Have you ever told yourself this? Prices result from the market’s cumulative, dollar-weighted theses on upside, downside, and probabilities. These prices are, in effect, hypotheses to be accepted, ignored, or refuted. Have you ever looked at the combined might of the market’s information, judgment, and occasional cheating (in the form of illegal insider trading) and disagreed?

Never?

If you have never parted ways with the price system, that’s perfectly fine. If you have humility and (relatedly) lack leverage, you will probably be OK. The standards for avoiding being poor are incredibly low but incredibly important – the poverty rate for employed, married, (high school!) graduates is under 1%. Add to those three decisions “save more than you earn” and you can avoid not just poverty but even “averageness.” You never disagree with the market? Just stack up savings in federally insured accounts. I like Alliant but there are a number of places to save money (and you may need a number since each is federally insured only up to $250k). Max out your allocation to i-bonds and every available tax-advantaged account including 529s. Put all of your equity exposure in tax-efficient, low cost ETFs and never think about the market again. Don’t even look at statements. There’s no need to check on stock prices more frequently than you check Zillow (Z) for your real estate’s estimated price. Annual is OK. Daily is neurotic and self sabotaging.

Constantly?

Active day trading is an implicit view that you can beat the S&P 500 (SPY) and that you have many, many ways where you know more than the people you’re trading against. You have better information, judgment, or can safely assume that they aren’t cheating. Big if true. I have always been a sleepy trader and never felt that I had a large number of ideas that would work day-to-day. I’m not that bold. But if you are a frenetic trader with a constant sense that you have to make a trade, I’d make two tweaks to your behavior. First, I would carefully measure your performance on an after tax basis. I also would measure it in terms of your time’s value.
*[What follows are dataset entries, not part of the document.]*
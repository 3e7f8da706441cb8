//! Core types shared by every pipeline stage

use crate::{
    compositor::div255,
    error::{CompositeError, Result},
};
use chrono::{DateTime, Utc};
use image::{DynamicImage, GrayImage, RgbImage, RgbaImage};
use serde::{Deserialize, Serialize};

/// Channel layout of a [`RasterImage`]
#[derive(Debug, Clone, Copy, PartialEq, Eq, Hash, Serialize, Deserialize)]
pub enum PixelFormat {
    /// Three 8-bit channels, no transparency
    Rgb,
    /// Four 8-bit channels with straight (non-premultiplied) alpha
    Rgba,
}

impl PixelFormat {
    /// Number of 8-bit channels per pixel
    #[must_use]
    pub fn channels(self) -> usize {
        match self {
            Self::Rgb => 3,
            Self::Rgba => 4,
        }
    }
}

impl std::fmt::Display for PixelFormat {
    fn fmt(&self, f: &mut std::fmt::Formatter<'_>) -> std::fmt::Result {
        match self {
            Self::Rgb => write!(f, "RGB"),
            Self::Rgba => write!(f, "RGBA"),
        }
    }
}

/// An owned raster image
///
/// Once constructed the pixel buffer is never mutated; every transform in the
/// pipeline produces a new `RasterImage`.
#[derive(Debug, Clone, PartialEq, Eq)]
pub struct RasterImage {
    width: u32,
    height: u32,
    format: PixelFormat,
    pixels: Vec<u8>,
}

impl RasterImage {
    /// Wrap a raw, row-major pixel buffer
    ///
    /// # Errors
    /// Returns `CompositeError::Format` when the buffer length does not match
    /// `width * height * channels`.
    pub fn from_raw(width: u32, height: u32, format: PixelFormat, pixels: Vec<u8>) -> Result<Self> {
        let expected = expected_len(width, height, format).ok_or_else(|| {
            CompositeError::format(format!("{width}x{height} {format} buffer size overflows"))
        })?;
        if pixels.len() != expected {
            return Err(CompositeError::format(format!(
                "{width}x{height} {format} image needs {expected} bytes, got {}",
                pixels.len()
            )));
        }
        Ok(Self {
            width,
            height,
            format,
            pixels,
        })
    }

    /// Create an image where every pixel has the same value
    ///
    /// The alpha component of `color` is ignored for `PixelFormat::Rgb`.
    #[must_use]
    pub fn filled(width: u32, height: u32, format: PixelFormat, color: [u8; 4]) -> Self {
        let pixel = &color[..format.channels()];
        let count = width as usize * height as usize;
        Self {
            width,
            height,
            format,
            pixels: pixel.repeat(count),
        }
    }

    /// Take ownership of an RGB buffer from the `image` crate
    #[must_use]
    pub fn from_rgb(image: RgbImage) -> Self {
        let (width, height) = image.dimensions();
        Self {
            width,
            height,
            format: PixelFormat::Rgb,
            pixels: image.into_raw(),
        }
    }

    /// Take ownership of an RGBA buffer from the `image` crate
    #[must_use]
    pub fn from_rgba(image: RgbaImage) -> Self {
        let (width, height) = image.dimensions();
        Self {
            width,
            height,
            format: PixelFormat::Rgba,
            pixels: image.into_raw(),
        }
    }

    /// Convert a decoded image, keeping an alpha channel only if it had one
    #[must_use]
    pub fn from_dynamic(image: &DynamicImage) -> Self {
        if image.color().has_alpha() {
            Self::from_rgba(image.to_rgba8())
        } else {
            Self::from_rgb(image.to_rgb8())
        }
    }

    #[must_use]
    pub fn width(&self) -> u32 {
        self.width
    }

    #[must_use]
    pub fn height(&self) -> u32 {
        self.height
    }

    #[must_use]
    pub fn dimensions(&self) -> (u32, u32) {
        (self.width, self.height)
    }

    #[must_use]
    pub fn format(&self) -> PixelFormat {
        self.format
    }

    #[must_use]
    pub fn has_alpha(&self) -> bool {
        self.format == PixelFormat::Rgba
    }

    /// True when the image has no pixels
    #[must_use]
    pub fn is_empty(&self) -> bool {
        self.width == 0 || self.height == 0
    }

    /// Raw, row-major pixel bytes
    #[must_use]
    pub fn as_raw(&self) -> &[u8] {
        &self.pixels
    }

    #[must_use]
    pub fn into_raw(self) -> Vec<u8> {
        self.pixels
    }

    /// New image with this image's size and format but different pixel bytes
    pub(crate) fn with_pixels(&self, pixels: Vec<u8>) -> Self {
        debug_assert_eq!(pixels.len(), self.pixels.len());
        Self {
            width: self.width,
            height: self.height,
            format: self.format,
            pixels,
        }
    }

    /// Pixel at `(x, y)` as RGBA; RGB images report alpha 255
    #[must_use]
    pub fn pixel(&self, x: u32, y: u32) -> Option<[u8; 4]> {
        if x >= self.width || y >= self.height {
            return None;
        }
        let channels = self.format.channels();
        let offset = (y as usize * self.width as usize + x as usize) * channels;
        let px = self.pixels.get(offset..offset + channels)?;
        match px {
            &[r, g, b] => Some([r, g, b, 255]),
            &[r, g, b, a] => Some([r, g, b, a]),
            _ => None,
        }
    }

    /// Copy into an `image` crate RGBA buffer, adding opaque alpha to RGB input
    ///
    /// # Errors
    /// Returns `CompositeError::Format` if the pixel buffer cannot be viewed as RGBA.
    pub fn to_rgba_image(&self) -> Result<RgbaImage> {
        let data = match self.format {
            PixelFormat::Rgba => self.pixels.clone(),
            PixelFormat::Rgb => self
                .pixels
                .chunks_exact(3)
                .flat_map(|px| [px[0], px[1], px[2], 255])
                .collect(),
        };
        RgbaImage::from_raw(self.width, self.height, data).ok_or_else(|| {
            CompositeError::format(format!(
                "cannot convert {}x{} {} image to RGBA",
                self.width, self.height, self.format
            ))
        })
    }

    /// Copy into an `image` crate RGB buffer, discarding alpha
    ///
    /// # Errors
    /// Returns `CompositeError::Format` if the pixel buffer cannot be viewed as RGB.
    pub fn to_rgb_image(&self) -> Result<RgbImage> {
        let data = match self.format {
            PixelFormat::Rgb => self.pixels.clone(),
            PixelFormat::Rgba => self
                .pixels
                .chunks_exact(4)
                .flat_map(|px| [px[0], px[1], px[2]])
                .collect(),
        };
        RgbImage::from_raw(self.width, self.height, data).ok_or_else(|| {
            CompositeError::format(format!(
                "cannot convert {}x{} {} image to RGB",
                self.width, self.height, self.format
            ))
        })
    }

    /// RGBA copy of this image
    ///
    /// # Errors
    /// Returns `CompositeError::Format` if the conversion fails.
    pub fn to_rgba(&self) -> Result<Self> {
        Ok(Self::from_rgba(self.to_rgba_image()?))
    }

    /// RGB copy of this image with alpha discarded
    ///
    /// # Errors
    /// Returns `CompositeError::Format` if the conversion fails.
    pub fn to_rgb(&self) -> Result<Self> {
        Ok(Self::from_rgb(self.to_rgb_image()?))
    }

    /// View as a `DynamicImage` for encoding or resampling
    ///
    /// # Errors
    /// Returns `CompositeError::Format` if the conversion fails.
    pub fn to_dynamic(&self) -> Result<DynamicImage> {
        match self.format {
            PixelFormat::Rgb => Ok(DynamicImage::ImageRgb8(self.to_rgb_image()?)),
            PixelFormat::Rgba => Ok(DynamicImage::ImageRgba8(self.to_rgba_image()?)),
        }
    }
}

fn expected_len(width: u32, height: u32, format: PixelFormat) -> Option<usize> {
    (width as usize)
        .checked_mul(height as usize)?
        .checked_mul(format.channels())
}

/// Single-channel foreground mask produced by model inference
#[derive(Debug, Clone, PartialEq, Eq)]
pub struct SegmentationMask {
    /// Mask values (0 = background, 255 = foreground), row-major
    pub data: Vec<u8>,
    /// Width and height of the mask
    pub dimensions: (u32, u32),
}

impl SegmentationMask {
    #[must_use]
    pub fn new(data: Vec<u8>, dimensions: (u32, u32)) -> Self {
        Self { data, dimensions }
    }

    /// Wrap a grayscale buffer
    #[must_use]
    pub fn from_gray(image: GrayImage) -> Self {
        let dimensions = image.dimensions();
        Self {
            data: image.into_raw(),
            dimensions,
        }
    }

    /// Fraction of pixels that are at least half opaque
    #[must_use]
    pub fn foreground_ratio(&self) -> f32 {
        if self.data.is_empty() {
            return 0.0;
        }
        let foreground = self.data.iter().filter(|&&v| v >= 128).count();
        foreground as f32 / self.data.len() as f32
    }

    /// Use this mask as the alpha channel of `image`
    ///
    /// Color is weighted by the mask, so partially kept edge pixels darken
    /// toward transparent black and fully removed pixels become `(0, 0, 0, 0)`.
    ///
    /// # Errors
    /// Returns `CompositeError::Dimension` if the mask and image sizes differ.
    pub fn apply_to(&self, image: &RasterImage) -> Result<RasterImage> {
        if self.dimensions != image.dimensions() {
            return Err(CompositeError::dimension(format!(
                "mask is {}x{} but image is {}x{}",
                self.dimensions.0,
                self.dimensions.1,
                image.width(),
                image.height()
            )));
        }

        let rgba = image.to_rgba_image()?;
        let mut pixels = Vec::with_capacity(self.data.len() * 4);
        for (px, &alpha) in rgba.pixels().zip(self.data.iter()) {
            let weight = u32::from(alpha);
            pixels.extend_from_slice(&[
                div255(u32::from(px[0]) * weight),
                div255(u32::from(px[1]) * weight),
                div255(u32::from(px[2]) * weight),
                alpha,
            ]);
        }
        RasterImage::from_raw(image.width(), image.height(), PixelFormat::Rgba, pixels)
    }
}

/// Summary of one completed session operation
#[derive(Debug, Clone, PartialEq, Serialize, Deserialize)]
pub struct OperationReport {
    /// Operation name (e.g. "adjust_tone", "replace_background")
    pub operation: String,
    /// Width of the produced preview
    pub width: u32,
    /// Height of the produced preview
    pub height: u32,
    /// Wall-clock duration of the operation
    pub elapsed_ms: u64,
    /// When the operation finished
    pub completed_at: DateTime<Utc>,
}

impl OperationReport {
    #[must_use]
    pub fn new(operation: &str, image: &RasterImage, elapsed_ms: u64) -> Self {
        Self {
            operation: operation.to_string(),
            width: image.width(),
            height: image.height(),
            elapsed_ms,
            completed_at: Utc::now(),
        }
    }
}

#[cfg(test)]
mod tests {
    use super::*;

    #[test]
    fn test_from_raw_validates_length() {
        let ok = RasterImage::from_raw(2, 2, PixelFormat::Rgb, vec![0; 12]);
        assert!(ok.is_ok());

        let err = RasterImage::from_raw(2, 2, PixelFormat::Rgba, vec![0; 12]).unwrap_err();
        assert!(matches!(err, CompositeError::Format(_)));
    }

    #[test]
    fn test_zero_area_is_representable() {
        let empty = RasterImage::from_raw(0, 10, PixelFormat::Rgba, Vec::new()).unwrap();
        assert!(empty.is_empty());
        assert_eq!(empty.pixel(0, 0), None);
    }

    #[test]
    fn test_rgb_pixels_report_opaque_alpha() {
        let image = RasterImage::filled(3, 2, PixelFormat::Rgb, [10, 20, 30, 0]);
        assert_eq!(image.as_raw().len(), 18);
        assert_eq!(image.pixel(2, 1), Some([10, 20, 30, 255]));
        assert_eq!(image.pixel(3, 0), None);
    }

    #[test]
    fn test_format_conversions() {
        let rgba = RasterImage::filled(4, 4, PixelFormat::Rgba, [1, 2, 3, 40]);
        let rgb = rgba.to_rgb().unwrap();
        assert_eq!(rgb.format(), PixelFormat::Rgb);
        assert_eq!(rgb.pixel(0, 0), Some([1, 2, 3, 255]));

        let back = rgb.to_rgba().unwrap();
        assert!(back.has_alpha());
        assert_eq!(back.pixel(3, 3), Some([1, 2, 3, 255]));
    }

    #[test]
    fn test_from_dynamic_keeps_alpha_only_when_present() {
        let rgb = DynamicImage::new_rgb8(5, 5);
        assert_eq!(RasterImage::from_dynamic(&rgb).format(), PixelFormat::Rgb);

        let rgba = DynamicImage::new_rgba8(5, 5);
        assert_eq!(RasterImage::from_dynamic(&rgba).format(), PixelFormat::Rgba);
    }

    #[test]
    fn test_mask_application() {
        let image = RasterImage::filled(2, 1, PixelFormat::Rgb, [200, 100, 50, 255]);
        let mask = SegmentationMask::new(vec![0, 180], (2, 1));
        let cutout = mask.apply_to(&image).unwrap();

        assert_eq!(cutout.pixel(0, 0), Some([0, 0, 0, 0]));
        assert_eq!(cutout.pixel(1, 0), Some([141, 71, 35, 180]));
        assert!((mask.foreground_ratio() - 0.5).abs() < f32::EPSILON);
    }

    #[test]
    fn test_mask_dimension_mismatch() {
        let image = RasterImage::filled(2, 2, PixelFormat::Rgb, [0; 4]);
        let mask = SegmentationMask::new(vec![255; 3], (3, 1));
        assert!(matches!(
            mask.apply_to(&image),
            Err(CompositeError::Dimension(_))
        ));
    }
}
What are you making over a rolling 3-5 year after taxes compared with the S&P 500 (SPY)? How much time are you spending and what are you making per hour for any long-term outperformance? If you are a trucker making $25 per hour or a lawyer making $1,500 per hour, you should be outperforming by a big premium to that per hour to spend time day trading. If not, don’t. Secondly, I would reverse engineer market-implied probabilities to examine whether what looks like opportunities might in fact be data points. If you constantly think something will never happen that the market prices in a good chance of happening, then look deeper at the odds. Understand how the market might be right and you might be wrong. Post mortems are good but pre mortems are better (learning is nice but even nicer when you skip the mortem).

Rarely.

I spend about eight hours per day in a focused effort to research ideas that might outperform the market (another eight for sleep and the remaining eight for other stuff). I’m endlessly curious and think it’s fun. It’s also humbling. I dig dry holes. I get excited about something only because I take hours before I realize a glaring risk that I should have noticed in minutes. I get on the right track but the market price corrects by the time I get my act together. Very roughly, 90% of the time I more or less confirm market prices. 9% of the time I find an apparent anomaly, but it’s simply my missing a key variable so that the price looks superficially interesting, but it isn’t upon a more substantive understanding. And 1% of the time… the market is wrong and I’m right. It takes a lot of work, a lot of patience, and typically a lot of involvement. It’s a good sign if you have the CEO’s cell phone number on your phone and he picks up when you call. It’s better if he’s the one calling you. More often than not, you’re back and forth being able to trade and not because you’re involved in varying parts of the cap structure and getting MNPI that needs to be cleansed before you can trade again.

My long-suffering wife

My wife isn’t in finance, but has listened to me mention stock ideas on and off each day for over two decades of researching value investments, special situations, and event driven opportunities. She has acted on two. She loaded up as many shares as she could of Eastern Bankshares (EBC).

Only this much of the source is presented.